That's the part that keeps confusing me. You're just supposed to hold it in place, if he tries to lunge or pull? The guide keeps saying pull forward but I don't know how to pull forward of a dog in front of you LOL.


----------



## zaidthehusky (Oct 18, 2007)

my husky shes 4 months old i never tried to train her but i read something on how to make her sit and it works and dhe jumps on me when i tell her to too. but im trying to walk her using a harness (dunno how good this harness is but its the only kind available in my country) and she wouldnt walk.. iv been getting her used to wearing it and today was the first time i got it on a leesh and even before we went outside she wouldnt walk.. if she felt pulled she sat.. and i dont wanna drag her. thats just silly.. this is my first dog and i am totally clueless. any tips would hepl big time.. thank u all


----------



## battlemonkey (Oct 14, 2007)

I"m sure others will tell you differently, but in my opinion, harnesses aren't a good idea if you're trying to train not to pull, because it will entice the total opposite in your dog.


----------



## OC_Spirit (Feb 6, 2007)

There is nothing better than just good ol' trainging.
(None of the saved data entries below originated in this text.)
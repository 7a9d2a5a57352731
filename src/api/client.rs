//! Authenticated session against the serverless functions API

use futures_util::StreamExt;
use reqwest::{Method, Response, StatusCode};
use std::fmt;
use std::path::{Path, PathBuf};
use std::sync::Arc;
use tokio::io::AsyncWriteExt;
use url::Url;
use crate::auth::{Credentials, OAuthToken};
use crate::config::Urls;
use crate::error::Result;
use crate::job::{Job, JobListResponse, JobResponse, JobResult, LogEntry, LogEntryResponse, ResultResponse};
use crate::keystore::{Key, KeyResponse};
use crate::process::{Process, ProcessResponse};
use super::retry_client::{Body, RetryClient};

/// Key id under which the service publishes its encryption certificate
const PUBLIC_KEY_ID: &str = "cert/public";

/// Shared, authenticated API session
///
/// Cloning is cheap and every clone shares the same bearer token. Jobs,
/// results and keys keep a clone to perform follow-up calls.
#[derive(Clone)]
pub struct Api {
    urls: Arc<Urls>,
    http: RetryClient,
    token: OAuthToken,
}

impl fmt::Debug for Api {
    fn fmt(&self, f: &mut fmt::Formatter<'_>) -> fmt::Result {
        f.debug_struct("Api")
            .field("base_url", &self.urls.base_url)
            .finish()
    }
}

impl Api {
    /// Creates a new session with the default retry policy (5 retries, 0.25 s backoff)
    ///
    /// # Example
    ///
    /// ```rust
    /// use eocanvas_rust_sdk::{Api, Credentials, config::Urls};
    ///
    /// let credentials = Credentials::new("user", "password").unwrap();
    /// let api = Api::new(Urls::default(), credentials).unwrap();
    /// ```
    pub fn new(urls: Urls, credentials: Credentials) -> Result<Self> {
        Self::with_retry_client(urls, credentials, RetryClient::new(5, 0.25)?)
    }

    /// Creates a new session on top of a preconfigured transport
    pub fn with_retry_client(urls: Urls, credentials: Credentials, http: RetryClient) -> Result<Self> {
        let token = OAuthToken::new(&urls.token_url, credentials, http.clone())?;
        Ok(Self {
            urls: Arc::new(urls),
            http,
            token,
        })
    }

    /// Creates a session from the built-in endpoints and the saved `.hdarc` credentials
    pub fn from_env() -> Result<Self> {
        Self::new(Urls::default(), Credentials::load()?)
    }

    pub fn urls(&self) -> &Urls {
        &self.urls
    }

    pub fn token(&self) -> &OAuthToken {
        &self.token
    }

    /// Performs an authenticated request
    ///
    /// A 401 invalidates the token and the request is replayed once with a
    /// fresh one.
    async fn request(&self, method: Method, url: &str, body: Body) -> Result<Response> {
        let token = self.token.access_token().await?;
        let response = self
            .http
            .send_raw(method.clone(), url, Some(&token), &body)
            .await?;

        if response.status() == StatusCode::UNAUTHORIZED {
            log::debug!("Bearer token rejected, requesting a new one");
            self.token.invalidate().await;
            let token = self.token.access_token().await?;
            let response = self.http.send_raw(method, url, Some(&token), &body).await?;
            return RetryClient::check_status(response).await;
        }

        RetryClient::check_status(response).await
    }

    async fn get(&self, url: &str) -> Result<Response> {
        self.request(Method::GET, url, Body::Empty).await
    }

    /// Fetches the PEM-encoded RSA key used to encrypt key configurations
    pub async fn get_public_key(&self) -> Result<Vec<u8>> {
        let url = self.urls.get("key_detail", &[("key_id", PUBLIC_KEY_ID)])?;
        let response = self.get(&url).await?;
        Ok(response.bytes().await?.to_vec())
    }

    pub async fn get_key(&self, key_id: &str) -> Result<Key> {
        let url = self.urls.get("key_detail", &[("key_id", key_id)])?;
        let data: KeyResponse = self.get(&url).await?.json().await?;
        Key::from_response(self.clone(), data)
    }

    pub async fn get_keys(&self) -> Result<Vec<Key>> {
        let url = self.urls.get("key_list", &[])?;
        let data: Vec<KeyResponse> = self.get(&url).await?.json().await?;
        data.into_iter()
            .map(|key| Key::from_response(self.clone(), key))
            .collect()
    }

    /// Registers a key; its configuration is encrypted before leaving the client
    ///
    /// The service answers with an empty body, so the key itself is returned.
    pub async fn create_key(&self, key: Key) -> Result<Key> {
        let body = key.request_body().await?;
        let url = self.urls.get("key_list", &[])?;
        self.request(Method::POST, &url, Body::Json(body)).await?;
        log::info!("Key {} created", key.name);
        Ok(key)
    }

    pub async fn delete_key(&self, key_id: &str) -> Result<()> {
        let url = self.urls.get("key_detail", &[("key_id", key_id)])?;
        self.request(Method::DELETE, &url, Body::Empty).await?;
        log::info!("Key {} deleted", key_id);
        Ok(())
    }

    /// Gets the details of a process
    pub async fn get_process(&self, process_id: &str) -> Result<Process> {
        let url = self.urls.get("process_detail", &[("process_id", process_id)])?;
        let data: ProcessResponse = self.get(&url).await?.json().await?;
        Ok(Process::from(data))
    }

    /// Gets the list of available processes
    pub async fn get_processes(&self) -> Result<Vec<Process>> {
        let url = self.urls.get("process_list", &[])?;
        let data: Vec<ProcessResponse> = self.get(&url).await?.json().await?;
        Ok(data.into_iter().map(Process::from).collect())
    }

    /// Submits a process and returns the job tracking its execution
    pub async fn exec_process(&self, process: &Process) -> Result<Job> {
        let inputs = process.prepare_inputs()?;
        let url = self
            .urls
            .get("process_execution", &[("process_id", &process.process_id)])?;
        let body = Body::Json(serde_json::to_value(&inputs)?);
        let data: JobResponse = self.request(Method::POST, &url, body).await?.json().await?;

        log::info!("Process {} submitted as job {}", process.process_id, data.job_id);
        Ok(Job::from_response(self.clone(), data))
    }

    pub async fn get_job(&self, job_id: &str) -> Result<Job> {
        Ok(Job::from_response(self.clone(), self.fetch_job(job_id).await?))
    }

    pub(crate) async fn fetch_job(&self, job_id: &str) -> Result<JobResponse> {
        let url = self.urls.get("job_detail", &[("job_id", job_id)])?;
        Ok(self.get(&url).await?.json().await?)
    }

    /// Gets the list of jobs submitted by the user
    pub async fn get_jobs(&self) -> Result<Vec<Job>> {
        let url = self.urls.get("job_list", &[])?;
        let data: JobListResponse = self.get(&url).await?.json().await?;
        Ok(data
            .jobs
            .into_iter()
            .map(|job| Job::from_response(self.clone(), job))
            .collect())
    }

    pub async fn get_job_logs(&self, job_id: &str) -> Result<Vec<LogEntry>> {
        let url = self.urls.get("job_logs", &[("job_id", job_id)])?;
        let data: Vec<LogEntryResponse> = self.get(&url).await?.json().await?;
        data.into_iter().map(LogEntry::try_from).collect()
    }

    pub async fn get_job_results(&self, job_id: &str) -> Result<Vec<JobResult>> {
        let url = self.urls.get("job_results", &[("job_id", job_id)])?;
        let data: Vec<ResultResponse> = self.get(&url).await?.json().await?;
        Ok(data
            .into_iter()
            .map(|result| JobResult::from_response(self.clone(), result))
            .collect())
    }

    /// True if `url` shares scheme, host and port with the API base URL
    fn is_service_origin(&self, url: &Url) -> bool {
        Url::parse(&self.urls.base_url)
            .map(|base| base.origin() == url.origin())
            .unwrap_or(false)
    }

    /// Streams a result to `<download_dir>/<sanitized title>`
    ///
    /// Relative hrefs go through the `download` endpoint. An absolute href
    /// only gets the bearer token when it points at the API's own origin.
    ///
    /// The directory is created if needed. A partially written file is left
    /// in place when the transfer fails.
    ///
    /// # Returns
    ///
    /// The path of the written file
    pub async fn download_result(&self, result: &JobResult, download_dir: Option<&Path>) -> Result<PathBuf> {
        let download_dir = download_dir.unwrap_or_else(|| Path::new("."));
        tokio::fs::create_dir_all(download_dir).await?;

        let response = match Url::parse(&result.href) {
            Ok(href) if self.is_service_origin(&href) => self.get(href.as_str()).await?,
            Ok(href) => {
                log::debug!("{} is outside the service, downloading without credentials", href);
                self.http
                    .send(Method::GET, href.as_str(), None, &Body::Empty)
                    .await?
            }
            Err(_) => {
                let url = self.urls.get("download", &[("result_href", &result.href)])?;
                self.get(&url).await?
            }
        };

        let download_path = download_dir.join(result.file_name());
        log::info!("Downloading {}", download_path.display());

        let mut file = tokio::fs::File::create(&download_path).await?;
        let mut stream = response.bytes_stream();
        while let Some(chunk) = stream.next().await {
            file.write_all(&chunk?).await?;
        }
        file.flush().await?;

        Ok(download_path)
    }
}
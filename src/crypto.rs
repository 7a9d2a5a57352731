//! Cryptographic utilities for the EO Canvas Rust SDK
//!
//! Storage credentials attached to keys never leave the client in plaintext.
//! They are serialized to JSON and encrypted with the service's RSA public key
//! using OAEP padding, SHA-1 for both the digest and MGF1, and no label.

use base64::{Engine as _, engine::general_purpose};
use rsa::pkcs1::DecodeRsaPublicKey;
use rsa::pkcs8::DecodePublicKey;
use rsa::traits::PublicKeyParts;
use rsa::{Oaep, RsaPublicKey};
use serde::Serialize;
use sha1::Sha1;
use crate::error::{Result, SdkError};

/// OAEP overhead in bytes for a SHA-1 digest: `2 * hLen + 2`
const OAEP_SHA1_OVERHEAD: usize = 2 * 20 + 2;

/// Parses a PEM-encoded RSA public key
///
/// Both SubjectPublicKeyInfo (`BEGIN PUBLIC KEY`) and PKCS#1
/// (`BEGIN RSA PUBLIC KEY`) encodings are accepted. Surrounding whitespace,
/// as returned by the key endpoint, is ignored.
///
/// # Arguments
///
/// * `pem` - The raw PEM bytes
///
/// # Returns
///
/// The parsed `RsaPublicKey`
pub fn load_public_key(pem: &[u8]) -> Result<RsaPublicKey> {
    let pem = std::str::from_utf8(pem)
        .map_err(|e| SdkError::Crypto(format!("Public key is not valid UTF-8: {}", e)))?
        .trim();

    if pem.contains("BEGIN RSA PUBLIC KEY") {
        return RsaPublicKey::from_pkcs1_pem(pem)
            .map_err(|e| SdkError::Crypto(format!("Malformed PKCS#1 public key: {}", e)));
    }

    RsaPublicKey::from_public_key_pem(pem)
        .map_err(|e| SdkError::Crypto(format!("Malformed public key: {}", e)))
}

/// Largest plaintext, in bytes, that fits in one OAEP block for this key
pub fn max_plaintext_len(public_key: &RsaPublicKey) -> usize {
    public_key.size().saturating_sub(OAEP_SHA1_OVERHEAD)
}

/// Encrypts raw bytes with RSA-OAEP (SHA-1, MGF1-SHA-1, no label)
///
/// OAEP has a hard size ceiling; a payload that does not fit is rejected
/// rather than truncated.
///
/// # Arguments
///
/// * `data` - The plaintext bytes
/// * `public_key` - The recipient public key
///
/// # Returns
///
/// The ciphertext, exactly `public_key.size()` bytes long
pub fn encrypt_data(data: &[u8], public_key: &RsaPublicKey) -> Result<Vec<u8>> {
    let limit = max_plaintext_len(public_key);
    if data.len() > limit {
        return Err(SdkError::Crypto(format!(
            "Payload of {} bytes exceeds the {} byte limit of the public key",
            data.len(),
            limit
        )));
    }

    let mut rng = rand::thread_rng();
    let ciphertext = public_key.encrypt(&mut rng, Oaep::new::<Sha1>(), data)?;
    Ok(ciphertext)
}

/// Serializes a payload to JSON, encrypts it and base64-encodes the result
///
/// This is the form expected by the key endpoint in the `data` field.
///
/// # Arguments
///
/// * `payload` - Any serializable credential structure
/// * `public_key_pem` - The service public key, as returned by the API
///
/// # Returns
///
/// Base64-encoded ciphertext
pub fn encrypt_payload<T: Serialize>(payload: &T, public_key_pem: &[u8]) -> Result<String> {
    let public_key = load_public_key(public_key_pem)?;
    let data = serde_json::to_vec(payload)?;
    let encrypted = encrypt_data(&data, &public_key)?;
    Ok(general_purpose::STANDARD.encode(encrypted))
}
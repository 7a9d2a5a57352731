//! Console logging for applications built on the SDK
//!
//! The library itself only emits `log` records; installing a logger is left
//! to the binary. This helper installs an `env_logger` writing to stdout.

use log::LevelFilter;

/// Installs a stdout logger at `level`
///
/// `RUST_LOG`, when set, refines the level per module. Calling this more
/// than once is harmless; only the first call installs a logger.
///
/// # Returns
///
/// `true` if this call installed the logger
pub fn setup_logger(level: LevelFilter) -> bool {
    env_logger::Builder::new()
        .filter_level(level)
        .parse_default_env()
        .target(env_logger::Target::Stdout)
        .format_timestamp_secs()
        .try_init()
        .is_ok()
}

#[cfg(test)]
mod tests {
    use super::*;

    #[test]
    fn test_setup_logger_twice() {
        setup_logger(LevelFilter::Debug);
        assert!(!setup_logger(LevelFilter::Info));
    }
}
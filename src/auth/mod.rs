//! Authentication: local credentials and the bearer token they are exchanged for

mod credentials;
mod token;

pub use credentials::Credentials;
pub use token::OAuthToken;
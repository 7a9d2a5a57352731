//! SNAP graph execution inputs

use base64::{Engine as _, engine::general_purpose};
use std::path::Path;
use crate::error::{Result, SdkError};
use super::inputs::{Config, Input};

/// Process id of the SNAP function
pub const SNAP_PROCESS_ID: &str = "snap-function";

/// A SNAP GPT graph, held as its XML document
///
/// The graph is built with SNAP tooling; this type only carries it to the
/// service.
#[derive(Debug, Clone, PartialEq, Eq)]
pub struct Graph {
    xml: String,
}

impl Graph {
    /// Wraps a graph XML document
    pub fn from_text(text: impl Into<String>) -> Result<Self> {
        let xml = text.into();
        if !xml.trim_start().starts_with('<') {
            return Err(SdkError::MalformedSnap(
                "graph does not look like an XML document".to_string(),
            ));
        }
        Ok(Self { xml })
    }

    /// Reads a graph XML file
    pub fn from_file(path: impl AsRef<Path>) -> Result<Self> {
        Self::from_text(std::fs::read_to_string(path)?)
    }

    pub fn as_xml(&self) -> &str {
        &self.xml
    }

    /// Transport form expected by the `snap_graph` input
    pub fn b64encode(&self) -> String {
        general_purpose::STANDARD.encode(self.xml.as_bytes())
    }

    /// Inverse of [`Graph::b64encode`]
    pub fn b64decode(encoded: &str) -> Result<Self> {
        let bytes = general_purpose::STANDARD
            .decode(encoded)
            .map_err(|e| SdkError::MalformedSnap(e.to_string()))?;
        let xml = String::from_utf8(bytes).map_err(|e| SdkError::MalformedSnap(e.to_string()))?;
        Self::from_text(xml)
    }
}

/// Inputs of a SNAP process
#[derive(Debug, Clone, PartialEq)]
pub struct SnapInputs {
    pub snap_graph: Graph,
    pub eo_input: Vec<Input>,
    pub eo_config: Vec<Config>,
}

impl SnapInputs {
    pub fn new(snap_graph: Graph) -> Self {
        Self {
            snap_graph,
            eo_input: Vec::new(),
            eo_config: Vec::new(),
        }
    }

    pub fn with_input(mut self, input: Input) -> Self {
        self.eo_input.push(input);
        self
    }

    pub fn with_config(mut self, config: Config) -> Self {
        self.eo_config.push(config);
        self
    }

    pub(crate) fn to_value(&self) -> Result<serde_json::Value> {
        Ok(serde_json::json!({
            "snap_graph": self.snap_graph.b64encode(),
            "eo_input": serde_json::to_string(&self.eo_input)?,
            "eo_config": serde_json::to_string(&self.eo_config)?,
        }))
    }
}
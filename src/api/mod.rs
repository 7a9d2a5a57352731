//! Session and transport for the serverless functions API

mod client;
mod retry_client;

pub use client::Api;
pub use retry_client::{Body, RetryClient};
The excuse "but I have a Husky, he is supposed to pull!" is lame. I trained my competitive sprint racing LEAD DOG to HEEL using nothing more than a choke chain. The choke chain is more for security so he won't slip out of his collar than actually needing it for training. And you guys have it easy, you (for the most part) are working with pups and young dogs. I didnt get ownership of this dog until he was 4-5 years old, AFTER I had already spent 2-3 years competitively dogsled racing with him as my lead dog. His old owners never taught him any sort of leash manners. Didnt matter what collar was on him, he would pull like a freight train! It wasnt any sort of quick fix that was accomplished in a week or anything, It took a few months of consistancy but I can now get him to heel for an entire walk if I want to. But that's not how I walk. Instead what i do is let my dogs have the full length of the 6ft leasha nd they can walk as they wish, SO LONG AS THEY ARENT PULLING. I bring them back to heel when we are going past other dogs, at an intersection, or walking downtown. 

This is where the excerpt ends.